Fetal Hofbauer Cells (HBC) play an instrumental role in the maintenance of a healthy pregnancy and in response to infection. Single-cell RNA sequencing (scRNAseq) has recently identified potential markers of HBC (Vento-Tormo, Nature, 2018). However, it is unknown whether these transcriptional signatures are congruent with profiles obtained from bulk RNA sequencing (bRNAseq) of purified cell populations. Here we compared the results from these two different approaches to transcriptomic studies. This is a comparative study of results from a publicly available scRNAseq database that analyzed first trimester placentas and bRNAseq data generated by our group analyzing term placentas from normal pregnancies. In the bRNAseq analysis, maternal intervillous monocytes (MIM) and HBC were purified using targeted isolation techniques.
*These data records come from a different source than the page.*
// ==========================================
// 轧线排程校验系统 - 产量对账
// ==========================================
// 职责: 全量扫描后的订单覆盖与产量核对
// 规则: 已排订单集合 = 目录订单集合; 每单 时数×折算系数 = 目录产量
// ==========================================

use crate::domain::order::OrderCatalog;
use crate::engine::error::{ValidationError, ValidationResult};
use std::collections::HashMap;

// ==========================================
// QuantityReconciler - 产量对账器
// ==========================================
#[derive(Debug, Default)]
pub struct QuantityReconciler {
    quantity_per_hour: u64,
    produced: HashMap<String, u64>, // 订单号 → 累计产量
}

impl QuantityReconciler {
    pub fn new(quantity_per_hour: u64) -> Self {
        Self {
            quantity_per_hour,
            produced: HashMap::new(),
        }
    }

    /// 记录一个普通订单排程项的产量
    pub fn record(&mut self, order_code: &str, hours: u32) {
        *self.produced.entry(order_code.to_string()).or_insert(0) +=
            u64::from(hours) * self.quantity_per_hour;
    }

    /// 全量扫描结束后的对账
    ///
    /// # 规则 (按序短路)
    /// 1. 目录内每一笔订单至少被排入一次
    /// 2. 每笔订单累计产量与目录产量完全一致 (按目录顺序报出首个不符)
    pub fn reconcile(&self, catalog: &OrderCatalog) -> ValidationResult<()> {
        let missing: Vec<String> = catalog
            .iter()
            .filter(|o| !self.produced.contains_key(&o.order_code))
            .map(|o| o.order_code.clone())
            .collect();
        if !missing.is_empty() {
            return Err(ValidationError::OrderCoverage { missing });
        }

        for order in catalog.iter() {
            let actual = self.produced.get(&order.order_code).copied().unwrap_or(0);
            if actual != order.quantity {
                return Err(ValidationError::QuantityMismatch {
                    order_code: order.order_code.clone(),
                    expected: order.quantity,
                    actual,
                });
            }
        }

        Ok(())
    }
}

#[cfg(test)]
mod tests {
    use super::*;
    use crate::domain::order::Order;
    use crate::domain::types::{Composition, ProductType};
    use chrono::NaiveDate;

    fn order(code: &str, quantity: u64) -> Order {
        Order {
            order_code: code.to_string(),
            product_code: "N001".to_string(),
            material: "CS".to_string(),
            composition: Composition::Eight,
            product_type: ProductType::Plate,
            width: 1200,
            not_before: NaiveDate::from_ymd_opt(2019, 7, 1).unwrap(),
            not_after: NaiveDate::from_ymd_opt(2019, 12, 31).unwrap(),
            quantity,
        }
    }

    #[test]
    fn test_reconcile_pass() {
        let catalog = OrderCatalog::new(vec![order("O001", 2000), order("O002", 3000)]);
        let mut reconciler = QuantityReconciler::new(125);
        reconciler.record("O001", 10);
        reconciler.record("O001", 6);
        reconciler.record("O002", 24);

        assert!(reconciler.reconcile(&catalog).is_ok());
    }

    #[test]
    fn test_reconcile_missing_order() {
        let catalog = OrderCatalog::new(vec![order("O001", 2000), order("O002", 3000)]);
        let mut reconciler = QuantityReconciler::new(125);
        reconciler.record("O001", 16);

        assert!(matches!(
            reconciler.reconcile(&catalog),
            Err(ValidationError::OrderCoverage { missing }) if missing == vec!["O002".to_string()]
        ));
    }

    #[test]
    fn test_reconcile_quantity_mismatch() {
        let catalog = OrderCatalog::new(vec![order("O001", 2000)]);
        let mut reconciler = QuantityReconciler::new(125);
        reconciler.record("O001", 15); // 1875 ≠ 2000

        assert!(matches!(
            reconciler.reconcile(&catalog),
            Err(ValidationError::QuantityMismatch { expected: 2000, actual: 1875, .. })
        ));
    }
}
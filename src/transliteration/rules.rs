use super::grapheme::Grapheme;
use super::tables::{Letter, PhonemeTables, Point};

const SIN_CONSONANT: &str = "s";
const DIVINE_NAME: [Letter; 4] = [Letter::Yod, Letter::He, Letter::Vav, Letter::He];
const FULL_VOWELS: [Point; 3] = [Point::Hiriq, Point::Segol, Point::Tsere];

/// Everything a rule may look at for one grapheme.
pub struct RuleContext<'a> {
    pub current: &'a Grapheme,
    /// The previous grapheme as already processed, if it carries a sound.
    pub previous: Option<&'a Grapheme>,
    pub word: &'a [Grapheme],
    pub index: usize,
    pub tables: &'a PhonemeTables,
}

impl RuleContext<'_> {
    fn current_sound(&self) -> &str {
        self.current.sound().unwrap_or_default()
    }
}

/// Replacement sounds produced by a rule; `None` leaves a sound untouched.
#[derive(Debug, Default, PartialEq)]
pub struct Patch {
    pub current: Option<String>,
    pub previous: Option<String>,
}

impl Patch {
    fn current(sound: impl Into<String>) -> Self {
        Self {
            current: Some(sound.into()),
            previous: None,
        }
    }

    fn is_empty(&self) -> bool {
        self.current.is_none() && self.previous.is_none()
    }
}

pub type Rule = fn(&RuleContext<'_>) -> Patch;

/// Applied in this order to every mapped grapheme.
pub const RULES: [(&str, Rule); 5] = [
    ("sin_dot", sin_dot),
    ("dagesh_hardening", dagesh_hardening),
    ("holam_vav_absorption", holam_vav_absorption),
    ("vav_with_holam", vav_with_holam),
    ("yod_after_full_vowel", yod_after_full_vowel),
];

fn sin_dot(ctx: &RuleContext<'_>) -> Patch {
    let g = ctx.current;
    if !(g.is(Letter::Shin) && g.has(Point::SinDot)) {
        return Patch::default();
    }
    let shin = ctx.tables.letter(Letter::Shin).unwrap_or_default();
    Patch::current(replace_consonant(ctx.current_sound(), shin, SIN_CONSONANT))
}

fn dagesh_hardening(ctx: &RuleContext<'_>) -> Patch {
    let g = ctx.current;
    let Some(letter) = g.letter else {
        return Patch::default();
    };
    match ctx.tables.hardened(letter) {
        Some(hard) if g.has(Point::Dagesh) => Patch::current(hard),
        _ => Patch::default(),
    }
}

fn is_holam_vav(g: &Grapheme) -> bool {
    g.is(Letter::Vav) && (g.has(Point::Holam) || g.has(Point::HolamHaserForVav))
}

fn holam_vav_absorption(ctx: &RuleContext<'_>) -> Patch {
    let Some(previous) = ctx.previous else {
        return Patch::default();
    };
    if !is_holam_vav(ctx.current) || ctx.tables.has_vowel(&previous.points) {
        return Patch::default();
    }
    let holam = ctx.tables.vowel(Point::Holam).unwrap_or_default();
    Patch {
        current: Some(String::new()),
        previous: Some(format!("{}{holam}", previous.sound().unwrap_or_default())),
    }
}

fn vav_with_holam(ctx: &RuleContext<'_>) -> Patch {
    match ctx.previous {
        Some(previous)
            if is_holam_vav(ctx.current) && ctx.tables.has_vowel(&previous.points) =>
        {
            Patch::current("")
        }
        _ => Patch::default(),
    }
}

fn yod_after_full_vowel(ctx: &RuleContext<'_>) -> Patch {
    match ctx.previous {
        Some(previous)
            if ctx.current.is(Letter::Yod) && previous.points.contains_any(&FULL_VOWELS) =>
        {
            Patch::current("")
        }
        _ => Patch::default(),
    }
}

fn replace_consonant(sound: &str, from: &str, to: &str) -> String {
    match sound.strip_prefix(from) {
        Some(rest) if !from.is_empty() => format!("{to}{rest}"),
        _ => to.to_string(),
    }
}

/// Run every rule over the mapped word, left to right, visiting each grapheme once.
///
/// Graphemes without a sound are carried through untouched and are never
/// offered to a rule as `previous`.
pub fn apply_rules(mapped: &[Grapheme], tables: &PhonemeTables) -> Vec<Grapheme> {
    let mut out: Vec<Grapheme> = Vec::with_capacity(mapped.len());
    for (index, grapheme) in mapped.iter().enumerate() {
        let mut current = grapheme.clone();
        if current.sound.is_some() {
            for (name, rule) in RULES {
                let patch = {
                    let ctx = RuleContext {
                        current: &current,
                        previous: out.last().filter(|p| p.sound.is_some()),
                        word: mapped,
                        index,
                        tables,
                    };
                    rule(&ctx)
                };
                if patch.is_empty() {
                    continue;
                }
                tracing::debug!(
                    rule = name,
                    index,
                    cluster = current.cluster.as_str(),
                    current = ?patch.current,
                    previous = ?patch.previous,
                    "rules: rule fired"
                );
                if let Some(sound) = patch.current {
                    current.sound = Some(sound);
                }
                if let (Some(sound), Some(previous)) = (patch.previous, out.last_mut()) {
                    previous.sound = Some(sound);
                }
            }
        }
        out.push(current);
    }
    apply_divine_name(&mut out, tables);
    out
}

fn apply_divine_name(graphemes: &mut [Grapheme], tables: &PhonemeTables) {
    let is_name = graphemes.len() == DIVINE_NAME.len()
        && graphemes
            .iter()
            .zip(DIVINE_NAME)
            .all(|(g, letter)| g.is(letter));
    if !is_name {
        return;
    }
    for (g, sound) in graphemes.iter_mut().zip(&tables.divine_name) {
        g.sound = Some(sound.clone());
    }
    tracing::debug!("rules: divine name override");
}
use std::fs;
use std::path::PathBuf;

use clap::{Parser, ValueEnum};
use kriah_align::{load_frames, AlignerKind, ReadingScorerBuilder, ScoringConfig};
use tracing_subscriber::EnvFilter;

#[path = "reading_report/json_report_formatter.rs"]
mod json_report_formatter;
#[path = "reading_report/text_report_formatter.rs"]
mod text_report_formatter;

#[derive(Debug, Clone, Copy, PartialEq, Eq, ValueEnum)]
enum OutputFormat {
    Json,
    Text,
}

#[derive(Debug, Clone, Copy, PartialEq, Eq, ValueEnum)]
enum Algorithm {
    Dtw,
    Needleman,
}

impl From<Algorithm> for AlignerKind {
    fn from(value: Algorithm) -> Self {
        match value {
            Algorithm::Dtw => AlignerKind::Dtw,
            Algorithm::Needleman => AlignerKind::Needleman,
        }
    }
}

#[derive(Debug, Parser)]
#[command(name = "reading_report")]
#[command(about = "Score a reading of pointed Hebrew text against a recogniser phoneme lattice")]
struct Args {
    /// Pointed Hebrew text file.
    #[arg(long)]
    text: PathBuf,
    /// Lattice as JSON frames or the recogniser's `phone (prob) | ...` dump.
    #[arg(long)]
    lattice: PathBuf,
    /// Scoring config JSON; defaults are used when omitted.
    #[arg(long)]
    config: Option<PathBuf>,
    /// Overrides the algorithm from the config.
    #[arg(long, value_enum)]
    algorithm: Option<Algorithm>,
    #[arg(long, value_enum, default_value = "text")]
    format: OutputFormat,
    /// Write the report here instead of stdout.
    #[arg(long)]
    output: Option<PathBuf>,
}

fn main() {
    tracing_subscriber::fmt()
        .with_env_filter(EnvFilter::from_default_env())
        .with_writer(std::io::stderr)
        .init();

    if let Err(err) = run() {
        eprintln!("reading_report: {err}");
        std::process::exit(1);
    }
}

fn run() -> Result<(), String> {
    let args = Args::parse();

    let config = match &args.config {
        Some(path) => ScoringConfig::load(path).map_err(|e| e.to_string())?,
        None => ScoringConfig::default(),
    };
    let mut builder = ReadingScorerBuilder::new(config);
    if let Some(algorithm) = args.algorithm {
        builder = builder.with_algorithm(algorithm.into());
    }
    let scorer = builder.build().map_err(|e| e.to_string())?;

    let text = fs::read_to_string(&args.text)
        .map_err(|err| format!("Failed to read text '{}': {err}", args.text.display()))?;
    let frames = load_frames(&args.lattice).map_err(|e| e.to_string())?;
    let output = scorer.score(&text, &frames).map_err(|e| e.to_string())?;

    match (args.format, &args.output) {
        (OutputFormat::Json, Some(path)) => json_report_formatter::write_report(path, &output),
        (OutputFormat::Json, None) => {
            let json = serde_json::to_string_pretty(&output)
                .map_err(|err| format!("Failed to serialize report JSON: {err}"))?;
            println!("{json}");
            Ok(())
        }
        (OutputFormat::Text, Some(path)) => {
            fs::write(path, text_report_formatter::render(&output)).map_err(|err| {
                format!("Failed to write report '{}': {err}", path.display())
            })
        }
        (OutputFormat::Text, None) => {
            print!("{}", text_report_formatter::render(&output));
            Ok(())
        }
    }
}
Differentially expressed genes in paired samples were identified using LIMMA and compared to a list of 30 proposed HBC markers. Transcript levels were normalized against the mean expression in MIM for each gene to determine relative gene expression; normalized expression values were compared with the 30 markers. HBC:MIM expression ratios were also calculated in paired samples. 19 of 30 (63%) HBC markers defined by scRNAseq were also identified by bRNAseq (adjusted p-value<0.01). Hierarchical clustering demonstrated that HBC and MIM samples clustered separately and that all markers were more highly expressed in HBC, with the exception of DAB2 (Fig 1). Analysis of HBC:MIM expression ratios in paired samples, also demonstrated low relative expression of DAB2 in HBC. ATP1B1, LGMN, NINJ1, and EGFL7 showed higher expression in HBC which was consistent between patient samples (Fig 2). Results from scRNAseq and bRNAseq approaches showed >60% concordance in the identification of HBC markers, despite differences in gestational age and approach. Future studies are needed to validate the use of these potential biomarkers of HBCs, which will serve as important tools in understanding the role of these cells in placental disease.View Large Image Figure ViewerDownload Hi-res image Download (PPT)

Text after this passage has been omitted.